Everybody knows hardware like pendrive installs automatically..
So why the box comes?
and why i cant install new pendrive..?
-While my old Pendrives running smoothly..




( pardon for my bad grammar )


----------



## blackhole (Dec 29, 2010)

i suggest backup n format windows


----------



## topgear (Jan 4, 2011)

Uninstall all usb controller drivers from device manager. Restart windows. USB drivers will auto install or install mobo chipset drivers. Reboot again and try inserting that flash drive.


----------



## KRISHI101 (Jan 9, 2011)

Thanks systechsolution..

But where i found the USB driver..
i dont want to format window..

and it happen in every new pendrive..
so now every new hardware doesnt install automatically or manually..

while old pendrive which are known by my pc..
works fine..

And topgear..

i m afraid to do ur steps..
if i unistall and if auto install fails... then it will become more big problem..
becoz old pendrive working fine usb slots..

only new pendrive is not installing...

Thanks Everyone..
but need more..


----------



## arpanmukherjee1 (Jan 9, 2011)

updating windows xp can be really painful. had no issues with updating win7

what uninstall means is - not to delete config for pendrives but to uninstall the drivers.

or u can rollback drivers too.

steps:
1. create restore point
2. roll-back drivers

screenshot:
*img403.imageshack.us/img403/209/rolldrv.th.jpg

also, did ur mobo cd come with usb driver? try that too.


----------



## topgear (Jan 10, 2011)

@ *KRISHI101* - try the new pen drive on a friend's pc and let us know if it's working there ?


----------



## KRISHI101 (Feb 27, 2011)

topgear said:


> @ *KRISHI101* - try the new pen drive on a friend's pc and let us know if it's working there ?



i already told you every new hardware is not installing in my pc..
only old hardware known by my pc working fine..

---------- Post added at 01:08 PM ---------- Previous post was at 01:06 PM ----------

Please read my problem full...
and i think its because of i downloaded microsoft updates..
and some security update cause this problem..


----------



## topgear (Feb 28, 2011)

OK - use system restore and restore your system to a previous date on which you have no such issue. That should roll back any changes made by windows update.

If that does not helps reinstall a fresh copy of windows.


----------



## pauldmps (Feb 28, 2011)

Microsoft recently published an update for XP which disables Autorun on pendrives. This update might be causing you such problems.

Try reinstalling that update again.
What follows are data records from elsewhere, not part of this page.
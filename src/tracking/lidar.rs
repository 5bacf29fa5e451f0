//! Lidar point filtering and point-to-region association.

use tracing::debug;

use crate::config::LidarCropConfig;
use crate::geometry::LidarProjection;
use crate::tracking::frame::{LidarPoint, Region};

/// Keep only points inside the configured box in front of the sensor.
///
/// Removes the road surface (z range), points outside the ego lane (y range)
/// and weak reflections.
pub fn crop_lidar_points(points: &[LidarPoint], crop: &LidarCropConfig) -> Vec<LidarPoint> {
    points
        .iter()
        .filter(|p| {
            p.x >= crop.min_x
                && p.x <= crop.max_x
                && p.y.abs() <= crop.max_y
                && p.z >= crop.min_z
                && p.z <= crop.max_z
                && p.r >= crop.min_r
        })
        .copied()
        .collect()
}

/// Group lidar points by the region their image projection falls into.
///
/// Every region rectangle is shrunk by `shrink_factor` first. A point is kept
/// only if exactly one shrunk region encloses it; points enclosed by no
/// region or by several regions are dropped. The result is row-aligned with
/// `regions`.
pub fn cluster_lidar_with_roi(
    regions: &[Region],
    points: &[LidarPoint],
    shrink_factor: f64,
    projection: &LidarProjection,
) -> Vec<Vec<LidarPoint>> {
    let shrunk: Vec<_> = regions.iter().map(|r| r.roi.shrunk(shrink_factor)).collect();
    let mut clusters = vec![Vec::new(); regions.len()];

    let mut n_unprojected = 0usize;
    let mut n_ambiguous = 0usize;
    let mut n_outside = 0usize;

    for point in points {
        let Some(px) = projection.project(&point.position()) else {
            n_unprojected += 1;
            continue;
        };

        let mut enclosing = shrunk
            .iter()
            .enumerate()
            .filter(|(_, roi)| roi.contains(&px))
            .map(|(idx, _)| idx);

        match (enclosing.next(), enclosing.next()) {
            (Some(idx), None) => clusters[idx].push(*point),
            (Some(_), Some(_)) => n_ambiguous += 1,
            (None, _) => n_outside += 1,
        }
    }

    debug!(
        "lidar association: {} points, {} outside, {} ambiguous, {} behind camera",
        points.len(),
        n_outside,
        n_ambiguous,
        n_unprojected
    );

    clusters
}

/// Replace each region's lidar points with a fresh association.
pub fn assign_lidar_points(
    regions: &mut [Region],
    points: &[LidarPoint],
    shrink_factor: f64,
    projection: &LidarProjection,
) {
    let clusters = cluster_lidar_with_roi(regions, points, shrink_factor, projection);
    for (region, cluster) in regions.iter_mut().zip(clusters) {
        region.lidar_points = cluster;
    }
}

#[cfg(test)]
mod tests {
    use super::*;
    use crate::geometry::Roi;
    use nalgebra::{Matrix3x4, Vector3};

    /// Camera looking along the lidar x axis: u = 100*(-y)/x + 500, v = 100*(-z)/x + 200.
    fn projection() -> LidarProjection {
        let k = Matrix3x4::new(
            100.0, 0.0, 500.0, 0.0,
            0.0, 100.0, 200.0, 0.0,
            0.0, 0.0, 1.0, 0.0,
        );
        let velo_to_cam = nalgebra::Matrix4::new(
            0.0, -1.0, 0.0, 0.0,
            0.0, 0.0, -1.0, 0.0,
            1.0, 0.0, 0.0, 0.0,
            0.0, 0.0, 0.0, 1.0,
        );
        LidarProjection::from_matrix(k * velo_to_cam)
    }

    /// Lidar point at range 10 m projecting onto pixel (u, v).
    fn point_at_pixel(u: f64, v: f64) -> LidarPoint {
        let x = 10.0;
        LidarPoint::new(x, -(u - 500.0) * x / 100.0, -(v - 200.0) * x / 100.0, 0.5)
    }

    #[test]
    fn test_point_helper_projects_where_expected() {
        let px = projection()
            .project(&Vector3::new(10.0, -1.0, 0.5))
            .unwrap();
        assert!((px.x - 510.0).abs() < 1e-9);
        assert!((px.y - 195.0).abs() < 1e-9);

        let p = point_at_pixel(420.0, 260.0);
        let px = projection().project(&p.position()).unwrap();
        assert!((px.x - 420.0).abs() < 1e-9);
        assert!((px.y - 260.0).abs() < 1e-9);
    }

    #[test]
    fn test_point_inside_single_region_is_assigned() {
        let mut regions = vec![
            Region::new(0, Roi::new(400.0, 150.0, 100.0, 100.0)),
            Region::new(1, Roi::new(600.0, 150.0, 100.0, 100.0)),
        ];
        let points = vec![point_at_pixel(450.0, 200.0), point_at_pixel(650.0, 210.0)];

        assign_lidar_points(&mut regions, &points, 0.1, &projection());

        assert_eq!(regions[0].lidar_points, vec![points[0]]);
        assert_eq!(regions[1].lidar_points, vec![points[1]]);
    }

    #[test]
    fn test_point_in_overlap_is_dropped() {
        let regions = vec![
            Region::new(0, Roi::new(400.0, 150.0, 100.0, 100.0)),
            Region::new(1, Roi::new(440.0, 150.0, 100.0, 100.0)),
        ];
        // inside both shrunk boxes ([405, 495] and [445, 535])
        let points = vec![point_at_pixel(470.0, 200.0)];

        let clusters = cluster_lidar_with_roi(&regions, &points, 0.1, &projection());

        assert!(clusters.iter().all(|c| c.is_empty()));
    }

    #[test]
    fn test_shrink_margin_resolves_edge_ambiguity() {
        let regions = vec![
            Region::new(0, Roi::new(400.0, 150.0, 100.0, 100.0)),
            Region::new(1, Roi::new(490.0, 150.0, 100.0, 100.0)),
        ];
        // both raw boxes contain u=493, only the shrunk second box ([495, 585]) does not
        let points = vec![point_at_pixel(493.0, 200.0)];

        let without_shrink = cluster_lidar_with_roi(&regions, &points, 0.0, &projection());
        assert!(without_shrink.iter().all(|c| c.is_empty()));

        let with_shrink = cluster_lidar_with_roi(&regions, &points, 0.1, &projection());
        assert_eq!(with_shrink[0].len(), 1);
        assert!(with_shrink[1].is_empty());
    }

    #[test]
    fn test_point_in_shrunk_margin_or_outside_is_dropped() {
        let regions = vec![Region::new(0, Roi::new(400.0, 150.0, 100.0, 100.0))];
        let points = vec![point_at_pixel(402.0, 200.0), point_at_pixel(50.0, 50.0)];

        let clusters = cluster_lidar_with_roi(&regions, &points, 0.1, &projection());
        assert!(clusters[0].is_empty());
    }

    #[test]
    fn test_assignment_replaces_stale_points() {
        let mut regions = vec![Region::new(0, Roi::new(400.0, 150.0, 100.0, 100.0))];
        regions[0].lidar_points = vec![LidarPoint::new(1.0, 2.0, 3.0, 0.0)];

        assign_lidar_points(&mut regions, &[], 0.1, &projection());
        assert!(regions[0].lidar_points.is_empty());
    }

    #[test]
    fn test_crop_keeps_points_in_ego_lane_box() {
        let crop = LidarCropConfig::default();
        let points = vec![
            LidarPoint::new(8.0, 0.5, -1.0, 0.5),  // kept
            LidarPoint::new(8.0, 3.0, -1.0, 0.5),  // outside lane
            LidarPoint::new(8.0, 0.0, -1.7, 0.5),  // road surface
            LidarPoint::new(25.0, 0.0, -1.0, 0.5), // too far
            LidarPoint::new(8.0, 0.0, -1.0, 0.01), // weak return
        ];

        let cropped = crop_lidar_points(&points, &crop);
        assert_eq!(cropped, vec![points[0]]);
    }
}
Google for it.


----------



## KRISHI101 (Mar 3, 2011)

Hi i m attaching my Add/Remove programs screenshot of window update..
if you can find the causing update..

But many many thanks for Every Reply...


----------



## KRISHI101 (Apr 13, 2011)

Anyone find Solution...

I still cant install any new Hardware..
Even if i have cd of it.

Dont know how to tweak it Back..

Thanks for any suggestion...

Waiting...


----------



## abhinav_sinha (Apr 13, 2011)

Try restoring.If you don't have restore points (there should be one as you updated) then try repairing option after booting in via xp cd. Although you might have reinstall some software's like demon tools (if there are any such).


----------



## gameranand (Apr 14, 2011)

@KRISHI101
Well your PC is pretty fu(ked up so I am afraid you have reinstall your windows. Try the idea of topgear because if it works then fine or either way you have to reinstall your OS.


----------